Nada dura para sempre, mas esse tal de sempre está demorando muito em acabar...

 

De 2013 a 2016 o Brasil viu desaparecer as carteiras assinadas de perto de 14 milhões de desempregados nos diversos setores de atividades, uma monstruosa tragédia. Desta parte até a presente data, mais ou menos, foram recuperados em torno de um milhão e trezentos mil empregos.

 

Quem não é empregador, não tem empresa, não tem empregados, não sente ou, quem sabe, sente porque tem pessoas da família desempregadas.

 

Nos meus comentários em AGAZETA do dia 21 de novembro de 2017 escrevi comentário sobre a situação do desemprego no país e, de lá pra cá a coisa continua na mesma.

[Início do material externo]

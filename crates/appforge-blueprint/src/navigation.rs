//! Navigation assembly.
//!
//! The sidebar lists every non-auxiliary page in order.  Multi-audience
//! industries additionally get one navigation tree per surface: admins see
//! everything, staff see everything but settings, and external audiences
//! (customer/provider/patient) only see the pages for entities they
//! interact with, which in practice means schedulable and billable ones.

use tracing::debug;

use appforge_schema::{
    Behavior, EntityDef, NavItem, NavigationDef, NavigationRule, PageDef, PageType, Sidebar,
    Surface, SurfaceNavigation,
};

use appforge_design::IndustryProfile;

/// Build the complete navigation for a generated app.
pub fn build_navigation(
    entities: &[EntityDef],
    pages: &[PageDef],
    profile: &IndustryProfile,
    features: &[String],
) -> NavigationDef {
    let mut sidebar_pages: Vec<&PageDef> = pages
        .iter()
        .filter(|p| p.navigation.show_in_sidebar && !p.page_type.is_auxiliary())
        .collect();
    sidebar_pages.sort_by_key(|p| p.navigation.order);

    let items: Vec<NavItem> = sidebar_pages.iter().map(|p| nav_item(p)).collect();

    let default_page = pages
        .iter()
        .find(|p| p.page_type == PageType::Dashboard)
        .or_else(|| sidebar_pages.first().copied())
        .or_else(|| pages.first())
        .map(|p| p.id.clone())
        .unwrap_or_default();

    let audiences = surfaces_for(profile, features);
    let mut surfaces = Vec::new();
    let mut rules = Vec::new();

    if !audiences.is_empty() {
        for surface in &audiences {
            let visible: Vec<&&PageDef> = sidebar_pages
                .iter()
                .filter(|p| visible_to(p, *surface, entities))
                .collect();
            if visible.is_empty() {
                continue;
            }
            surfaces.push(SurfaceNavigation {
                surface: *surface,
                items: visible.iter().map(|p| nav_item(p)).collect(),
                default_page: Some(
                    visible
                        .iter()
                        .find(|p| p.page_type == PageType::Dashboard)
                        .unwrap_or(&visible[0])
                        .id
                        .clone(),
                ),
            });
        }

        // Settings is an admin concern once audiences are split.
        if let Some(settings) = pages.iter().find(|p| p.page_type == PageType::Settings) {
            rules.push(NavigationRule {
                page: settings.id.clone(),
                audience: Surface::Admin,
            });
        }
    }

    debug!(
        items = items.len(),
        surfaces = surfaces.len(),
        default_page = %default_page,
        "navigation assembled"
    );

    NavigationDef {
        sidebar: Sidebar { items },
        rules,
        default_page,
        surfaces,
    }
}

/// The audience surfaces an industry splits into.  Single-audience
/// industries return an empty list and get only the main sidebar.
pub fn surfaces_for(profile: &IndustryProfile, features: &[String]) -> Vec<Surface> {
    let mut surfaces: Vec<Surface> = match profile.id {
        "medical" | "dental" => vec![Surface::Admin, Surface::Provider, Surface::Patient],
        "contractor" | "construction" | "education" => {
            vec![Surface::Admin, Surface::Staff, Surface::Customer]
        }
        "salon" | "spa" | "fitness" | "restaurant" => vec![Surface::Admin, Surface::Customer],
        _ => Vec::new(),
    };

    // A requested portal implies an external audience even for industries
    // that are otherwise single-surface.
    if features.iter().any(|f| f.contains("portal")) {
        if surfaces.is_empty() {
            surfaces.push(Surface::Admin);
        }
        if !surfaces.contains(&Surface::Customer) && !surfaces.contains(&Surface::Patient) {
            surfaces.push(Surface::Customer);
        }
    }

    surfaces
}

fn nav_item(page: &PageDef) -> NavItem {
    NavItem {
        page: page.id.clone(),
        label: page.name.clone(),
        icon: page.navigation.icon.clone(),
        order: page.navigation.order,
    }
}

fn visible_to(page: &PageDef, surface: Surface, entities: &[EntityDef]) -> bool {
    match surface {
        Surface::Admin => true,
        Surface::Staff => page.page_type != PageType::Settings,
        Surface::Customer | Surface::Provider | Surface::Patient => {
            if matches!(page.page_type, PageType::Dashboard | PageType::Settings) {
                return false;
            }
            if page.page_type == PageType::Chat {
                return true;
            }
            let Some(entity_id) = page.entity.as_deref() else {
                return false;
            };
            entities.iter().any(|e| {
                e.id == entity_id
                    && (e.has_behavior(Behavior::Schedulable) || e.has_behavior(Behavior::Billable))
            })
        }
    }
}

// ---------------------------------------------------------------------------
// Tests
// ---------------------------------------------------------------------------

#[cfg(test)]
mod tests {
    use super::*;
    use crate::entities::{appointment_entity, customer_entity};
    use crate::pages::generate_pages;
    use appforge_design::profile_for_industry;

    fn medical_fixture() -> (Vec<EntityDef>, Vec<PageDef>) {
        let entities = vec![customer_entity(), appointment_entity()];
        let pages = generate_pages(&entities);
        (entities, pages)
    }

    #[test]
    fn sidebar_lists_non_auxiliary_pages_in_order() {
        let (entities, pages) = medical_fixture();
        let nav = build_navigation(&entities, &pages, profile_for_industry("technology"), &[]);
        assert_eq!(nav.sidebar.items[0].page, "dashboard");
        assert!(nav.sidebar.items.iter().all(|i| !i.page.ends_with("-form")));
        assert_eq!(nav.default_page, "dashboard");
        assert!(nav.surfaces.is_empty());
    }

    #[test]
    fn medical_apps_split_into_three_surfaces() {
        let (entities, pages) = medical_fixture();
        let nav = build_navigation(&entities, &pages, profile_for_industry("medical"), &[]);
        let audiences: Vec<Surface> = nav.surfaces.iter().map(|s| s.surface).collect();
        assert_eq!(
            audiences,
            vec![Surface::Admin, Surface::Provider, Surface::Patient]
        );
        // Patients only see schedulable/billable entity pages.
        let patient = nav.surface(Surface::Patient).unwrap();
        assert!(
            patient
                .items
                .iter()
                .all(|i| i.page.starts_with("appointment"))
        );
        // Settings is restricted to admins.
        assert!(
            nav.rules
                .iter()
                .any(|r| r.page == "settings" && r.audience == Surface::Admin)
        );
    }

    #[test]
    fn portal_feature_adds_a_customer_surface() {
        let (entities, pages) = medical_fixture();
        let nav = build_navigation(
            &entities,
            &pages,
            profile_for_industry("technology"),
            &["customer-portal".to_string()],
        );
        assert!(nav.surface(Surface::Customer).is_some());
        assert!(nav.surface(Surface::Admin).is_some());
    }

    #[test]
    fn admin_surface_sees_everything() {
        let (entities, pages) = medical_fixture();
        let nav = build_navigation(&entities, &pages, profile_for_industry("medical"), &[]);
        let admin = nav.surface(Surface::Admin).unwrap();
        assert_eq!(admin.items.len(), nav.sidebar.items.len());
        assert_eq!(admin.default_page.as_deref(), Some("dashboard"));
    }
}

O quadro econômico piorou e tudo que representa de sistema dirigente do país apodreceu, e vai piorar mais.

 

Vamos comparar os dados de novembro de 2017 com a atualidade brasileira:

 

Os dados são absolutamente oficiais, do IBGE- Instituto Brasileiro de Geografia e Estatística e referem-se a levantamento realizado em 2016.

 

O Brasil tinha 7 milhões de empresas. Com a crise, 2.800.000 (dois milhões e oitocentos mil) empresas fecharam suas portas, causando um desemprego da ordem de 14.000,00 (catorze milhões) de pessoas. Pouco mais de 1.500,000 de micro e pequenas empresas fecharam, com seus CNPJs cancelados. Efeito de crise? Só?

 

Das perto de três milhões de empresas que cerraram suas portas, nenhuma delas voltará a operar sob a mesma propriedade. Não se pode avaliar quando 20% da parcela de 14 milhões de desempregados voltarão a conseguir emprego equivalente de onde saíram. A maioria buscará meios e modos indiretos para sobreviver num país que tem os piores índices econômicos do mundo e está na posição das 10 maiores economias mundiais porque comercializa matéria prima in natura, as chamadas commodities sem beneficiamento.

 

Temos cooperativas agrícolas no Paraná, Santa Catarina e Mato Grosso do Sul que são mais importantes do que qualquer indústria instalada em solo brasileiro, menos a Petrobrás, que não sei como os ladrões não acabaram com ela...

 

O Brasil tem o maior conjunto de servidores públicos do mundo, nos três níveis- federal, estaduais e municipais- e temos o maior mecanismo burocrata do mundo, afora as vergonhosas 69 obrigações fiscais e parafiscais que qualquer tipo de investidor tem que cumprir anualmente para manter o maior sistema burocrático do mundo.

 

Não existem luzes no fim do túnel. Não há esperança à vista, do surgimento de uma liderança que seja capaz de levantar a banheira da moralidade e a maioria o seguir. Temos o sistema dirigente mais corrupto da face da terra e, interessante, continuam roubando.

 

Vale assinalar que, embora com todas dificuldades, o agronegócio no Brasil é o que salva a nossa mambembe economia, a despeito de não termos um decente sistema de financiamento da produção, um zoneamento agrícola, armazéns reguladores, incentivo à produção, vias decente (temos os piores) e um decente instrumento de proteção ao proprietário rural, que vive sob ameaça de grupos criminosos fantasiados de MST, que tem como objetivo único destruir a democracia mambembe que sobrevive em virtude do medo que essa gente tem das Forças Armadas.

 

O quadro da livre iniciativa nacional é o mais desastrado possível e, para sobreviver, tem que viver de embromação e até de sonegação. Foi isso mesmo que 1.500,000 micro e pequenas empresas tiveram seus CNPJs cancelados.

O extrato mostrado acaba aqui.